Une femme dans une fournaise : Alien 3 (1992)


Dans n’importe quel WIP (Women in Prison) ou X sis dans ce décor carcéral (le Prison de Bodilis, disons), Ellen Ripley connaîtrait les éprouvants honneurs (horreurs ?) d’un gang bang sur sa planète de secours répondant au floral toponyme de Fiorina 16. Elle échappe d’ailleurs de peu, à vrai dire, à un viol, tant la chair des hommes sans chaîne du pénitencier à ciel ouvert (où s’échapper ? Dans l’espace, personne ne vous entend vous évader) doit aussi exulter (Brel, idem), surtout ici. Mais le « Big Bang » de la laiteuse Voie lactée n’adviendra pas, supplanté par un feu infernal en mise à jour de celui dévorant naguère les sorcières (une femme possède et exerce cette magie banale de l’enfantement : il convient de la contrôler depuis l’éternité masculine, elle et ses naissances). La cuve du haut-fourneau remplace le bûcher, vagin enflammé où la fille du feu, survivante nervalienne et rasée, s’empresse de plonger, tandis que l’enfant stellaire, atroce portée d’une « bête immonde », gracieuse et impitoyable, lui perfore l’abdomen – en « reine » de son espèce – ainsi que l’aiguille divine transperçait jadis le cœur sacré de sainte Thérèse. Un fausse bagnarde se sacrifie pour sauver ses « frères humains » et dans une caresse saisissante de féminité maternelle replie (Ripley en replay, là ou absurdement ressuscitée chez Jeunet) ses deux mains sur sa progéniture involontaire, pour qu’elle ne s’échappe, bien sûr, pour endormir le « petit monstre » d’une berceuse tactile, également, dans leur chute irréversible au fond du puits en fusion. La sidérurgie s’abouche à l’épiphanie, la belle Ellen transcendée en madone accouchant dans une douleur indicible d’un bébé « interracial » (« niche » des blue movies étasuniens), parturiente profane et sacrée, immaculée dans sa conception et canonisée dans sa dévotion par un Fincher reniant son propre film, en bon saint Pierre de la Fox. 

Un yakuza sur la plage : Sonatine, mélodie mortelle (1993)
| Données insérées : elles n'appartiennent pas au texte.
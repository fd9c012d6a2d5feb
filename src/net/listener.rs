//! TCP listener for the server accept loop.
//!
//! # Responsibilities
//! - Bind to the configured host and port
//! - Accept incoming TCP connections
//! - Report the actually bound port when port 0 was requested

use std::net::SocketAddr;
use tokio::net::{TcpListener, TcpStream};

/// Error type for listener operations.
#[derive(Debug)]
pub enum ListenerError {
    /// Failed to bind to address.
    Bind(std::io::Error),
    /// Failed to accept connection.
    Accept(std::io::Error),
}

impl std::fmt::Display for ListenerError {
    fn fmt(&self, f: &mut std::fmt::Formatter<'_>) -> std::fmt::Result {
        match self {
            ListenerError::Bind(e) => write!(f, "Failed to bind: {}", e),
            ListenerError::Accept(e) => write!(f, "Failed to accept: {}", e),
        }
    }
}

impl std::error::Error for ListenerError {
    fn source(&self) -> Option<&(dyn std::error::Error + 'static)> {
        match self {
            ListenerError::Bind(e) | ListenerError::Accept(e) => Some(e),
        }
    }
}

/// A bound TCP listener.
#[derive(Debug)]
pub struct Listener {
    inner: TcpListener,
    local_addr: SocketAddr,
}

impl Listener {
    /// Bind to `host:port`. Port 0 picks a free port.
    pub async fn bind(host: &str, port: u16) -> Result<Self, ListenerError> {
        let listener = TcpListener::bind((host, port))
            .await
            .map_err(ListenerError::Bind)?;

        let local_addr = listener.local_addr().map_err(ListenerError::Bind)?;

        tracing::info!(address = %local_addr, "Listener bound");

        Ok(Self {
            inner: listener,
            local_addr,
        })
    }

    /// Accept a new connection.
    pub async fn accept(&self) -> Result<(TcpStream, SocketAddr), ListenerError> {
        let (stream, addr) = self.inner.accept().await.map_err(ListenerError::Accept)?;

        if let Err(e) = stream.set_nodelay(true) {
            tracing::debug!(peer_addr = %addr, error = %e, "Failed to set TCP_NODELAY");
        }

        tracing::debug!(peer_addr = %addr, "Connection accepted");

        Ok((stream, addr))
    }

    /// Get the local address this listener is bound to.
    pub fn local_addr(&self) -> SocketAddr {
        self.local_addr
    }

    pub fn port(&self) -> u16 {
        self.local_addr.port()
    }
}

#[cfg(test)]
mod tests {
    use super::*;

    #[tokio::test]
    async fn binds_ephemeral_port_and_accepts() {
        let listener = Listener::bind("127.0.0.1", 0).await.unwrap();
        assert_ne!(listener.port(), 0);

        let addr = listener.local_addr();
        let client = tokio::spawn(async move { TcpStream::connect(addr).await });

        let (_stream, peer) = listener.accept().await.unwrap();
        assert_eq!(peer.ip(), addr.ip());
        client.await.unwrap().unwrap();
    }

    #[tokio::test]
    async fn bind_conflict_is_reported() {
        let first = Listener::bind("127.0.0.1", 0).await.unwrap();
        let err = Listener::bind("127.0.0.1", first.port()).await.unwrap_err();
        assert!(matches!(err, ListenerError::Bind(_)));
        assert!(err.to_string().starts_with("Failed to bind"));
    }
}
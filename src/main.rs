//! socket-link
//!
//! ```text
//! socket-link serve [--port P]         echo server until Ctrl-C
//! socket-link send --addr A MSG...     send each message, print the echo
//! ```

use clap::{Parser, Subcommand};
use std::net::SocketAddr;
use std::path::PathBuf;

use socket_link::config::load_or_default;
use socket_link::observability::{logging, metrics};
use socket_link::{default_factory, Connection, EchoHandler, Server, Settings};

#[derive(Parser)]
#[command(name = "socket-link")]
#[command(about = "Framed, handshaken TCP messaging", long_about = None)]
struct Cli {
    /// Configuration file; defaults are used when it does not exist.
    #[arg(short, long, default_value = "socket-link.toml")]
    config: PathBuf,

    #[command(subcommand)]
    command: Commands,
}

#[derive(Subcommand)]
enum Commands {
    /// Run an echo server
    Serve {
        /// Overrides `server.port`
        #[arg(short, long)]
        port: Option<u16>,
    },
    /// Send messages to a server and print the replies
    Send {
        #[arg(short, long, default_value = "127.0.0.1:11000")]
        addr: String,

        #[arg(required = true)]
        messages: Vec<String>,
    },
}

#[tokio::main]
async fn main() -> Result<(), Box<dyn std::error::Error>> {
    let cli = Cli::parse();
    let (settings, source) = load_or_default(&cli.config)?;

    logging::init_logging(&settings.observability.log_level)?;
    if source.is_default() {
        tracing::info!(path = %cli.config.display(), "Config file not found, using defaults");
    }

    if settings.observability.metrics_enabled {
        let addr: SocketAddr = settings.observability.metrics_address.parse()?;
        metrics::init_metrics(addr)?;
    }

    match cli.command {
        Commands::Serve { port } => serve(&settings, port.unwrap_or(settings.server.port)).await,
        Commands::Send { addr, messages } => send(&settings, &addr, &messages).await,
    }
}

async fn serve(settings: &Settings, port: u16) -> Result<(), Box<dyn std::error::Error>> {
    let server = Server::bind(port, default_factory::<EchoHandler>(), settings).await?;
    server.start()?;
    tracing::info!(port = server.port(), "Echo server running");

    tokio::signal::ctrl_c().await?;
    tracing::info!(active = server.active_connections(), "Shutting down");
    server.shutdown().await?;
    Ok(())
}

async fn send(settings: &Settings, addr: &str, messages: &[String]) -> Result<(), Box<dyn std::error::Error>> {
    let connection = Connection::connect(addr, settings).await?;
    for message in messages {
        connection.write(message).await?;
        let reply = connection.read().await?;
        println!("{reply}");
    }
    connection.shutdown();
    Ok(())
}
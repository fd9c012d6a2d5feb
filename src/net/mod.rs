//! Network layer subsystem.
//!
//! # Data Flow
//! ```text
//! Client: Connection::connect ─┐
//! Server: listener.rs accept ──┴─▶ connection.rs (split stream, spawn session)
//!                                     → handshake (hello / server-ready)
//!                                     → session loop (ping, drain, sleep)
//!                                     → queue.rs (decoded payloads for read)
//!                                     → watchdog.rs (silence ≥ TTL ⇒ shutdown)
//! ```
//!
//! # Design Decisions
//! - One session task per connection is the only reader of its stream
//! - Writes share one async lock per connection
//! - Status bits live in a watch channel so waiters park without polling

pub mod connection;
pub mod listener;
pub mod queue;
pub mod watchdog;

pub use connection::{Connection, ConnectionError, ConnectionId, DisconnectNotifier, Role};
pub use listener::{Listener, ListenerError};
pub use queue::{InboundQueue, QueueError};
pub use watchdog::Watchdog;
async fn run_session(weak: Weak<Inner>, mut frames: FrameReader) {
    let result = drive(&weak, &mut frames).await;
    let Some(inner) = weak.upgrade() else {
        return;
    };
    match result {
        Ok(()) => {}
        Err(ConnectionError::BadSetup(reason)) => {
            metrics::record_protocol_fault("bad_setup");
            tracing::error!(connection_id = %inner.id, peer_addr = %inner.peer, reason, "Protocol violation");
        }
        Err(err @ ConnectionError::HandshakeRejected(_)) => {
            metrics::record_protocol_fault("handshake_rejected");
            tracing::warn!(connection_id = %inner.id, peer_addr = %inner.peer, error = %err, "Handshake failed");
        }
        Err(err) => {
            tracing::debug!(connection_id = %inner.id, error = %err, "Session ended");
        }
    }
    inner.shut_down();
}

async fn drive(weak: &Weak<Inner>, frames: &mut FrameReader) -> Result<(), ConnectionError> {
    let mut status = upgrade(weak)?.status.subscribe();
    let activated = status
        .wait_for(|s| s.active || s.shutdown)
        .await
        .map(|s| !s.shutdown)
        .unwrap_or(false);
    if !activated {
        return Ok(());
    }

    let role = {
        let inner = upgrade(weak)?;
        let expiring = weak.clone();
        inner.watchdog.launch(move || {
            if let Some(inner) = expiring.upgrade() {
                inner.shut_down();
            }
        });
        inner.role
    };

    match role {
        Role::ClientSide => client_handshake(weak, frames).await?,
        Role::ServerSide => server_handshake(weak, frames).await?,
    }

    loop {
        let inner = upgrade(weak)?;
        if inner.is_shut_down() {
            return Ok(());
        }

        inner.send(inner.codec.encode_ping()?, "ping").await?;

        let limit = inner.config.max_reads_per_cycle;
        let mut reads = 0;
        while limit == 0 || reads < limit {
            let Some(next) = frames.next().now_or_never() else {
                break;
            };
            inner.receive(&frame(next)?)?;
            reads += 1;
        }

        let delay = inner.config.cycle_delay();
        drop(inner);
        tokio::time::sleep(delay).await;
    }
}

async fn client_handshake(weak: &Weak<Inner>, frames: &mut FrameReader) -> Result<(), ConnectionError> {
    {
        let inner = upgrade(weak)?;
        inner.send(inner.codec.encode_hello()?, "hello").await?;
    }

    loop {
        let next = frame(frames.next().await)?;
        let inner = upgrade(weak)?;
        if let Some(Inbound::ServerReady) = inner.receive(&next)? {
            inner.mark_ready();
            return Ok(());
        }
    }
}

async fn server_handshake(weak: &Weak<Inner>, frames: &mut FrameReader) -> Result<(), ConnectionError> {
    let next = frame(frames.next().await)?;
    let inner = upgrade(weak)?;
    match inner.codec.decode(&next) {
        Ok(Inbound::Hello) => {
            metrics::record_frame_received(Inbound::Hello.kind());
            inner.watchdog.reset();
            inner.send(inner.codec.encode_server_ready()?, "server_ready").await?;
            inner.mark_ready();
            Ok(())
        }
        Ok(Inbound::ServerReady) => Err(ConnectionError::BadSetup("server-ready received by a server")),
        Ok(other) => Err(ConnectionError::HandshakeRejected(other.kind())),
        Err(err) => {
            inner.record_fault(err);
            Err(ConnectionError::HandshakeRejected("undefined"))
        }
    }
}
//! Per-connection application logic.
//!
//! The server builds one handler per accepted connection through a
//! [`HandlerFactory`], binds it with [`ConnectionHandler::set_connection`] and
//! runs [`ConnectionHandler::run`] on its own task next to the session.

use async_trait::async_trait;
use std::any::Any;
use std::panic::{self, AssertUnwindSafe};
use std::sync::{Arc, OnceLock};
use thiserror::Error;

use crate::net::Connection;

/// Application logic bound to one server-side connection.
#[async_trait]
pub trait ConnectionHandler: Send + Sync + 'static {
    /// Called once, before `run`.
    fn set_connection(&self, connection: Connection);

    /// Drive the connection. Usually ends by calling `connection.shutdown()`.
    async fn run(&self);

    /// Called by the server during teardown.
    fn shutdown(&self);
}

/// Errors building a handler.
#[derive(Debug, Error, Clone, PartialEq, Eq)]
pub enum HandlerFactoryError {
    #[error("handler type has no default constructor")]
    NoDefaultConstructor,

    #[error("handler constructor is not accessible")]
    ConstructorInaccessible,

    #[error("handler type cannot be instantiated")]
    NotInstantiable,

    #[error("handler constructor failed: {0}")]
    ConstructorFailed(String),
}

/// Builds a fresh handler for each accepted connection.
pub type HandlerFactory =
    Arc<dyn Fn() -> Result<Arc<dyn ConnectionHandler>, HandlerFactoryError> + Send + Sync>;

/// Factory for any `Default` handler type.
pub fn default_factory<H>() -> HandlerFactory
where
    H: ConnectionHandler + Default,
{
    Arc::new(|| Ok(Arc::new(H::default()) as Arc<dyn ConnectionHandler>))
}

/// Factory from a fallible constructor.
pub fn factory_fn<H, F>(build: F) -> HandlerFactory
where
    H: ConnectionHandler,
    F: Fn() -> Result<H, HandlerFactoryError> + Send + Sync + 'static,
{
    Arc::new(move || build().map(|handler| Arc::new(handler) as Arc<dyn ConnectionHandler>))
}

/// Run the factory, turning a panic into [`HandlerFactoryError::ConstructorFailed`].
pub(crate) fn instantiate(
    factory: &HandlerFactory,
) -> Result<Arc<dyn ConnectionHandler>, HandlerFactoryError> {
    panic::catch_unwind(AssertUnwindSafe(|| factory()))
        .unwrap_or_else(|payload| Err(HandlerFactoryError::ConstructorFailed(panic_message(payload))))
}

fn panic_message(payload: Box<dyn Any + Send>) -> String {
    if let Some(message) = payload.downcast_ref::<&str>() {
        message.to_string()
    } else if let Some(message) = payload.downcast_ref::<String>() {
        message.clone()
    } else {
        "constructor panicked".to_string()
    }
}

/// Writes every payload back to the peer until the connection ends.
#[derive(Debug, Default)]
pub struct EchoHandler {
    connection: OnceLock<Connection>,
}

#[async_trait]
impl ConnectionHandler for EchoHandler {
    fn set_connection(&self, connection: Connection) {
        if self.connection.set(connection).is_err() {
            tracing::warn!("Echo handler already bound");
        }
    }

    async fn run(&self) {
        let Some(connection) = self.connection.get() else {
            tracing::warn!("Echo handler started without a connection");
            return;
        };

        loop {
            let payload = match connection.read().await {
                Ok(payload) => payload,
                Err(e) => {
                    tracing::debug!(connection_id = %connection.id(), error = %e, "Echo read ended");
                    break;
                }
            };
            if let Err(e) = connection.write(&payload).await {
                tracing::debug!(connection_id = %connection.id(), error = %e, "Echo write failed");
                break;
            }
        }
        connection.shutdown();
    }

    fn shutdown(&self) {
        if let Some(connection) = self.connection.get() {
            connection.shutdown();
        }
    }
}
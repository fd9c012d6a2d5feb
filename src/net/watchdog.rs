//! Per-connection inactivity timer.
//!
//! Ticks once a second. Every tick adds one to the elapsed counter; when the
//! counter reaches the TTL the expiry callback runs once and the timer stops.
//! Any inbound traffic calls [`Watchdog::reset`].

use std::sync::atomic::{AtomicU64, Ordering};
use std::sync::{Arc, Mutex, MutexGuard, PoisonError};
use std::time::Duration;
use tokio::task::JoinHandle;
use tokio::time::{interval_at, Instant, MissedTickBehavior};

use crate::observability::metrics;

const TICK: Duration = Duration::from_secs(1);

#[derive(Debug, Default)]
struct TimerTask {
    task: Option<JoinHandle<()>>,
    stopped: bool,
}

#[derive(Debug)]
pub struct Watchdog {
    ttl_secs: u64,
    elapsed: Arc<AtomicU64>,
    timer: Mutex<TimerTask>,
}

impl Watchdog {
    pub fn new(ttl_secs: u64) -> Self {
        Self {
            ttl_secs,
            elapsed: Arc::new(AtomicU64::new(0)),
            timer: Mutex::new(TimerTask::default()),
        }
    }

    fn lock(&self) -> MutexGuard<'_, TimerTask> {
        self.timer.lock().unwrap_or_else(PoisonError::into_inner)
    }

    /// Start ticking on the current runtime.
    ///
    /// No-op if already running or already stopped.
    pub fn launch<F>(&self, on_expire: F)
    where
        F: FnOnce() + Send + 'static,
    {
        let mut timer = self.lock();
        if timer.stopped || timer.task.is_some() {
            return;
        }

        let ttl = self.ttl_secs;
        let elapsed = self.elapsed.clone();
        timer.task = Some(tokio::spawn(async move {
            let mut ticker = interval_at(Instant::now() + TICK, TICK);
            ticker.set_missed_tick_behavior(MissedTickBehavior::Delay);
            loop {
                ticker.tick().await;
                let seconds = elapsed.fetch_add(1, Ordering::AcqRel) + 1;
                if seconds >= ttl {
                    tracing::warn!(ttl_secs = ttl, "Peer silent past time to live");
                    metrics::record_watchdog_expired();
                    on_expire();
                    break;
                }
            }
        }));
    }

    /// Clear the elapsed counter.
    pub fn reset(&self) {
        self.elapsed.store(0, Ordering::Release);
    }

    /// Seconds since the last reset, as counted by the ticker.
    pub fn elapsed_secs(&self) -> u64 {
        self.elapsed.load(Ordering::Acquire)
    }

    pub fn ttl_secs(&self) -> u64 {
        self.ttl_secs
    }

    /// Stop the timer for good. Idempotent.
    pub fn stop(&self) {
        let mut timer = self.lock();
        timer.stopped = true;
        if let Some(task) = timer.task.take() {
            task.abort();
        }
    }
}

impl Drop for Watchdog {
    fn drop(&mut self) {
        self.stop();
    }
}
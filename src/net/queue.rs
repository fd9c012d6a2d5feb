//! Blocking FIFO of decoded inbound payloads.
//!
//! # Responsibilities
//! - Hand payloads from the session task to readers in arrival order
//! - Park readers while empty, wake one per `put`
//! - Fail parked and later readers once closed and drained

use std::collections::VecDeque;
use std::sync::{Mutex, MutexGuard, PoisonError};
use thiserror::Error;
use tokio::sync::Notify;

/// Errors returned by [`InboundQueue`] pops.
#[derive(Debug, Error, PartialEq, Eq)]
pub enum QueueError {
    /// The queue was closed and holds nothing more.
    #[error("queue shut down")]
    ShutDown,

    /// The head element is not an integer; it stays queued.
    #[error("expected an integer, found {0:?}")]
    BadMessagesSequence(String),
}

#[derive(Debug, Default)]
struct QueueState {
    items: VecDeque<String>,
    closed: bool,
}

/// Thread-safe FIFO with async blocking pops.
#[derive(Debug, Default)]
pub struct InboundQueue {
    state: Mutex<QueueState>,
    available: Notify,
}

impl InboundQueue {
    pub fn new() -> Self {
        Self::default()
    }

    fn lock(&self) -> MutexGuard<'_, QueueState> {
        self.state.lock().unwrap_or_else(PoisonError::into_inner)
    }

    /// Append an item and wake one waiter. Items put after `close` are dropped.
    pub fn put(&self, item: String) {
        {
            let mut state = self.lock();
            if state.closed {
                return;
            }
            state.items.push_back(item);
        }
        self.available.notify_one();
    }

    /// Remove and return the head element, waiting while empty.
    pub async fn pop(&self) -> Result<String, QueueError> {
        self.pop_with(|state| state.items.pop_front().ok_or(QueueError::ShutDown))
            .await
    }

    /// Remove and return the head element as an integer, waiting while empty.
    ///
    /// If the head does not parse the call fails with
    /// [`QueueError::BadMessagesSequence`] and the element is left in place.
    pub async fn pop_int(&self) -> Result<i32, QueueError> {
        self.pop_with(|state| {
            let head = state.items.front().ok_or(QueueError::ShutDown)?;
            let value = head
                .trim()
                .parse::<i32>()
                .map_err(|_| QueueError::BadMessagesSequence(head.clone()))?;
            state.items.pop_front();
            Ok(value)
        })
        .await
    }

    async fn pop_with<T>(
        &self,
        mut take: impl FnMut(&mut QueueState) -> Result<T, QueueError>,
    ) -> Result<T, QueueError> {
        loop {
            let notified = self.available.notified();
            tokio::pin!(notified);
            // Register before checking so a put in between is not missed.
            notified.as_mut().enable();

            {
                let mut state = self.lock();
                if !state.items.is_empty() {
                    return take(&mut state);
                }
                if state.closed {
                    return Err(QueueError::ShutDown);
                }
            }

            notified.await;
        }
    }

    /// Number of queued items.
    pub fn size(&self) -> usize {
        self.lock().items.len()
    }

    pub fn is_empty(&self) -> bool {
        self.size() == 0
    }

    pub fn is_closed(&self) -> bool {
        self.lock().closed
    }

    /// Close the queue and wake every waiter. Idempotent.
    pub fn close(&self) {
        {
            let mut state = self.lock();
            if state.closed {
                return;
            }
            state.closed = true;
        }
        self.available.notify_waiters();
    }
}
//! Structured logging.
//!
//! # Responsibilities
//! - Initialize the tracing subscriber once per process
//! - Honour `RUST_LOG` over the configured level

use tracing_subscriber::{layer::SubscriberExt, util::SubscriberInitExt, EnvFilter};

/// Install the global subscriber.
///
/// `default_level` is used when `RUST_LOG` is unset, e.g. `"info"` or
/// `"socket_link=debug"`. Fails if a subscriber is already installed.
pub fn init_logging(default_level: &str) -> Result<(), tracing_subscriber::util::TryInitError> {
    tracing_subscriber::registry()
        .with(EnvFilter::try_from_default_env().unwrap_or_else(|_| EnvFilter::new(default_level)))
        .with(tracing_subscriber::fmt::layer())
        .try_init()
}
Guerre des gangs à Okinawa : retraite impossible (Eastwood dans Impitoyable, ses mains inlassablement salies par le sang d’hier), trahison fondatrice (du chef respecté), tueries en série et humour à froid. Kitano explose en Occident et fait voler des fleurs rouges sur un immense ciel bleu, en peintre-cinéaste mélomane (partition totalement « addictive » du fidèle Joe Hisaishi). Dans ce Japon singulier dessiné à grands traits amples, lumineux et violents par un comique venu des planches et de la TV, les hommes s’entre-tuent, jouent sur la plage dans un cercle rouge, forcément rouge, et font attendre des femmes qu’ils ne savent aimer (quand ils ne se mettent pas en tête de les violer). Aniki – présage « fraternel » de son opus US à demi raté – Murakawa va mettre un peu d’ordre dans tout cela, à sa manière expéditive. Frisbee ou roulette russe, il s’agit encore de jouer, jusqu’au dernier souffle face à la mer. Dans un rêve prémonitoire, il mourait pour de bon, avec des balles enfin placées dans le barillet (Kitano connaît-il le Costello de Melville ? On aime à le penser). Pour que cesse la macabre partie, le tueur de métier doit se supprimer lui-même, ce qu’il fait durant une belle journée, sorte de premier matin du monde recommencé dans le miracle des éléments naturels indifférents aux turpitudes mafieuses, voire monacales, de ces grands enfants meurtriers. Des montagnes sombres et vertes en arrière-plan, le sable doux et chaud sous ses pieds nus, une chemise blanche, virginale, sur son torse tendu, frémissant au vent léger, un pantalon noir que ne connote pas le deuil comme en Occident (car là-bas, la mort s’habille tout de blanc), il appuie le revolver contre sa tempe droite et sourit : rictus, tic prophétique (d’accident de moto) ou sincère salut final, son adieu silencieux conserve sa part d’énigme cosmique et mélodramatique, le visage à moitié voilé par l’ombre d’un héritage spectaculaire (Mishima devant les caméras) ou l’anonymat funèbre d’une étreinte homosexuelle (Tabou à Noël, Mister Lawrence) – Sonatine en répétition individuelle du double et sublime suicide amoureux de Hana-bi.           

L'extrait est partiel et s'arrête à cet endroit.